The flavour in question is PostgreSQL, but it is a generic enough query pattern that your techniques for optimising against other RDBMs should help as well.
The purpose of the query is to show all records from a table that are duplicated along several columns (user selectable).
SELECT usr_id,
team_name, team_streetno, team_city,
usr_firstname, usr_lastname, usr_jobtitle, usr_department, usr_email
FROM team c
JOIN usr p on p.team_id=c.team_id
JOIN
(
select match_firstname, match_lastname, match_jobtitle, match_department, match_email ,
match_team_name, match_team_streetno, match_team_city
FROM usr
JOIN team on usr.team_id=team.team_id
GROUP BY match_firstname, match_lastname, match_jobtitle, match_department, match_email,
match_team_name, match_team_streetno, match_team_city
HAVING count(usr_id)>1
) AS sub
ON sub.match_team_name = c.match_team_name
AND sub.match_team_streetno = c.match_team_streetno
AND sub.match_team_city = c.match_team_city
AND sub.match_firstname = p.match_firstname
AND sub.match_lastname = p.match_lastname
AND sub.match_jobtitle = p.match_jobtitle
AND sub.match_department = p.match_department
AND sub.match_email = p.match_email
ORDER BY usr_firstname, usr_lastname, usr_jobtitle, usr_department, usr_email,
team_name, team_streetno, team_city
The EXPLAIN output looks like this:
I tried this variation to make arrays out of the duplicated usr_id's and JOIN back to the usr table using = ANY
; that increased the duration by about 15%.
SELECT u.usr_id
, t.team_name, t.team_streetno, t.team_city
, u.usr_firstname, u.usr_lastname, u.usr_jobtitle, u.usr_department, u.usr_email
FROM (
SELECT array_agg(u1.usr_id) dups
FROM usr u1
JOIN team t1 ON u1.team_id = t1.team_id
GROUP BY match_firstname, match_lastname, match_jobtitle, match_department, match_email
, match_team_name, match_team_streetno, match_team_city
HAVING count(usr_id)>1
) AS dup
JOIN usr u on u.usr_id = ANY (dup.dups)
JOIN team t on t.team_id = u.team_id
ORDER BY u.usr_firstname, u.usr_lastname, u.usr_jobtitle, u.usr_department, u.usr_email
, t.team_name, t.team_streetno, t.team_city
Look forward to your suggestions.
Consolidating comments
Tried WITH TMP AS (... ,count(*) over (partition by...) c FROM ..) WHERE c>1
, which fared worse than the arrag_agg/ANY approach. Seems like windowing functions in PostgreSQL is not that great, or it needs to be rewritten in another form.

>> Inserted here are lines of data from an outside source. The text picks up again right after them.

// src/ingest/scheduler.rs
//! Poll loop: query the provider on a fixed cadence while armed, merge into
//! the feed, hand accepted listings to the dispatcher.
//!
//! Each `arm` captures an immutable criteria snapshot plus an epoch number.
//! A response is merged only if the scheduler is still armed at that same
//! epoch, so `disarm` and criteria changes invalidate late responses.

use std::sync::atomic::{AtomicBool, Ordering};
use std::sync::Arc;
use std::time::Duration;

use chrono::Utc;
use metrics::counter;
use parking_lot::Mutex;
use serde::Serialize;
use tokio::task::JoinHandle;
use tokio::time::MissedTickBehavior;

use crate::feed::FeedStore;
use crate::ingest::types::{FilterCriteria, ListingProvider};
use crate::ingest::{ensure_metrics_described, map_batch, ExceptionalRule};
use crate::notify::{NotificationDispatcher, NotifyContext};

#[derive(Clone, Copy, Debug)]
pub struct PollSchedulerCfg {
    pub interval: Duration,
    pub rule: ExceptionalRule,
}

impl Default for PollSchedulerCfg {
    fn default() -> Self {
        Self {
            interval: Duration::from_secs(6),
            rule: ExceptionalRule::default(),
        }
    }
}

/// What happened to a single cycle.
#[derive(Debug, Clone, Copy, PartialEq, Eq, Serialize)]
#[serde(tag = "outcome", rename_all = "snake_case")]
pub enum CycleOutcome {
    Merged { accepted: usize, alerted: usize },
    /// A previous query was still in flight.
    Skipped,
    /// Disarmed or criteria changed while the query was running.
    Stale,
    /// Not armed.
    Idle,
}

#[derive(Debug, Clone, Serialize)]
pub struct SchedulerStatus {
    pub armed: bool,
    pub querying: bool,
    pub epoch: u64,
    pub interval_secs: u64,
    pub criteria: FilterCriteria,
}

#[derive(Clone)]
struct Snapshot {
    epoch: u64,
    criteria: Arc<FilterCriteria>,
}

struct Control {
    epoch: u64,
    armed: bool,
    criteria: Arc<FilterCriteria>,
    timer: Option<JoinHandle<()>>,
}

struct Shared {
    cfg: PollSchedulerCfg,
    provider: Arc<dyn ListingProvider>,
    feed: Arc<FeedStore>,
    dispatcher: Arc<NotificationDispatcher>,
    control: Mutex<Control>,
    querying: AtomicBool,
}

pub struct PollScheduler {
    shared: Arc<Shared>,
}

impl PollScheduler {
    pub fn new(
        cfg: PollSchedulerCfg,
        provider: Arc<dyn ListingProvider>,
        feed: Arc<FeedStore>,
        dispatcher: Arc<NotificationDispatcher>,
        criteria: FilterCriteria,
    ) -> Self {
        ensure_metrics_described();
        Self {
            shared: Arc::new(Shared {
                cfg,
                provider,
                feed,
                dispatcher,
                control: Mutex::new(Control {
                    epoch: 0,
                    armed: false,
                    criteria: Arc::new(criteria),
                    timer: None,
                }),
                querying: AtomicBool::new(false),
            }),
        }
    }

    /// Start polling with `criteria`: one cycle now, then one per interval.
    /// Arming while already armed restarts the timer with the new snapshot.
    /// Must be called from within a tokio runtime.
    pub fn arm(&self, criteria: FilterCriteria) {
        let mut ctl = self.shared.control.lock();
        restart_locked(&self.shared, &mut ctl, Arc::new(criteria));
    }

    /// Arm with the currently stored criteria.
    pub fn arm_current(&self) {
        let mut ctl = self.shared.control.lock();
        let criteria = Arc::clone(&ctl.criteria);
        restart_locked(&self.shared, &mut ctl, criteria);
    }

    /// Stop polling. Returns false if already idle.
    pub fn disarm(&self) -> bool {
        let mut ctl = self.shared.control.lock();
        if !ctl.armed {
            return false;
        }
        if let Some(t) = ctl.timer.take() {
            t.abort();
        }
        ctl.epoch += 1;
        ctl.armed = false;
        tracing::info!(target: "poll", epoch = ctl.epoch, "monitor disarmed");
        true
    }

    /// Replace the criteria. While armed this is disarm + arm; while idle the
    /// criteria are stored for the next `arm_current`.
    pub fn update_criteria(&self, criteria: FilterCriteria) {
        let mut ctl = self.shared.control.lock();
        let criteria = Arc::new(criteria);
        if ctl.armed {
            restart_locked(&self.shared, &mut ctl, criteria);
        } else {
            ctl.criteria = criteria;
        }
    }

    /// Run one cycle right away with the current snapshot.
    pub async fn poll_now(&self) -> CycleOutcome {
        let snap = {
            let ctl = self.shared.control.lock();
            if !ctl.armed {
                return CycleOutcome::Idle;
            }
            Snapshot {
                epoch: ctl.epoch,
                criteria: Arc::clone(&ctl.criteria),
            }
        };
        run_cycle(Arc::clone(&self.shared), snap).await
    }

    pub fn is_armed(&self) -> bool {
        self.shared.control.lock().armed
    }

    pub fn is_querying(&self) -> bool {
        self.shared.querying.load(Ordering::Acquire)
    }

    pub fn criteria(&self) -> FilterCriteria {
        (*self.shared.control.lock().criteria).clone()
    }

    pub fn status(&self) -> SchedulerStatus {
        let ctl = self.shared.control.lock();
        SchedulerStatus {
            armed: ctl.armed,
            querying: self.is_querying(),
            epoch: ctl.epoch,
            interval_secs: self.shared.cfg.interval.as_secs(),
            criteria: (*ctl.criteria).clone(),
        }
    }
}

impl Drop for PollScheduler {
    fn drop(&mut self) {
        if let Some(t) = self.shared.control.lock().timer.take() {
            t.abort();
        }
    }
}

fn restart_locked(shared: &Arc<Shared>, ctl: &mut Control, criteria: Arc<FilterCriteria>) {
    if let Some(t) = ctl.timer.take() {
        t.abort();
    }
    ctl.epoch += 1;
    ctl.armed = true;
    ctl.criteria = criteria;

    let snap = Snapshot {
        epoch: ctl.epoch,
        criteria: Arc::clone(&ctl.criteria),
    };
    tracing::info!(
        target: "poll",
        epoch = snap.epoch,
        ceiling = snap.criteria.price_ceiling,
        brands = snap.criteria.brands.len(),
        "monitor armed"
    );
    ctl.timer = Some(tokio::spawn(timer_loop(Arc::clone(shared), snap)));
}

async fn timer_loop(shared: Arc<Shared>, snap: Snapshot) {
    let mut ticker = tokio::time::interval(shared.cfg.interval);
    ticker.set_missed_tick_behavior(MissedTickBehavior::Delay);
    loop {
        ticker.tick().await;
        // Detached so that aborting the timer never cancels a running query.
        tokio::spawn(run_cycle(Arc::clone(&shared), snap.clone()));
    }
}

/// Clears the in-flight flag when the cycle ends, however it ends.
struct QueryGuard<'a>(&'a AtomicBool);

impl<'a> QueryGuard<'a> {
    fn try_acquire(flag: &'a AtomicBool) -> Option<Self> {
        flag.compare_exchange(false, true, Ordering::AcqRel, Ordering::Acquire)
            .ok()
            .map(|_| Self(flag))
    }
}

impl Drop for QueryGuard<'_> {
    fn drop(&mut self) {
        self.0.store(false, Ordering::Release);
    }
}

async fn run_cycle(shared: Arc<Shared>, snap: Snapshot) -> CycleOutcome {
    let Some(_guard) = QueryGuard::try_acquire(&shared.querying) else {
        counter!("poll_skipped_total").increment(1);
        tracing::debug!(target: "poll", epoch = snap.epoch, "query in flight, cycle skipped");
        return CycleOutcome::Skipped;
    };
    counter!("poll_cycles_total").increment(1);

    let raw = match shared.provider.query(&snap.criteria).await {
        Ok(v) => v,
        Err(e) => {
            tracing::warn!(target: "poll", provider = shared.provider.name(), error = %e, "provider query failed");
            counter!("provider_errors_total").increment(1);
            Vec::new()
        }
    };
    let listings = map_batch(raw, &snap.criteria, shared.cfg.rule, Utc::now());

    let accepted = {
        let ctl = shared.control.lock();
        if !ctl.armed || ctl.epoch != snap.epoch {
            counter!("poll_stale_total").increment(1);
            tracing::debug!(
                target: "poll",
                cycle_epoch = snap.epoch,
                current_epoch = ctl.epoch,
                "stale response discarded"
            );
            return CycleOutcome::Stale;
        }
        shared.feed.merge(listings)
    };

    let ctx = NotifyContext {
        armed: true,
        opted_in: shared.dispatcher.opted_in(),
    };
    let alerted = shared.dispatcher.maybe_notify(&accepted, ctx);

    tracing::info!(
        target: "poll",
        epoch = snap.epoch,
        accepted = accepted.len(),
        exceptional = accepted.iter().filter(|l| l.is_exceptional).count(),
        feed_len = shared.feed.len(),
        "cycle merged"
    );
    CycleOutcome::Merged {
        accepted: accepted.len(),
        alerted,
    }
}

For context, consider census data. If someone else filled it for you, he may fill in Tom one year, Thomas or Tomas the next. The "match" columns are derived from the base columns.
EXISTS
has been tried, but didn't perform as well as the code shown above.
COUNT(*) OVER (PARTITION BY ...)
would be a test candidate.EXISTS
way?HAVING COUNT(*)>1
condition).GROUP BY
, depending on your version of Postgres ...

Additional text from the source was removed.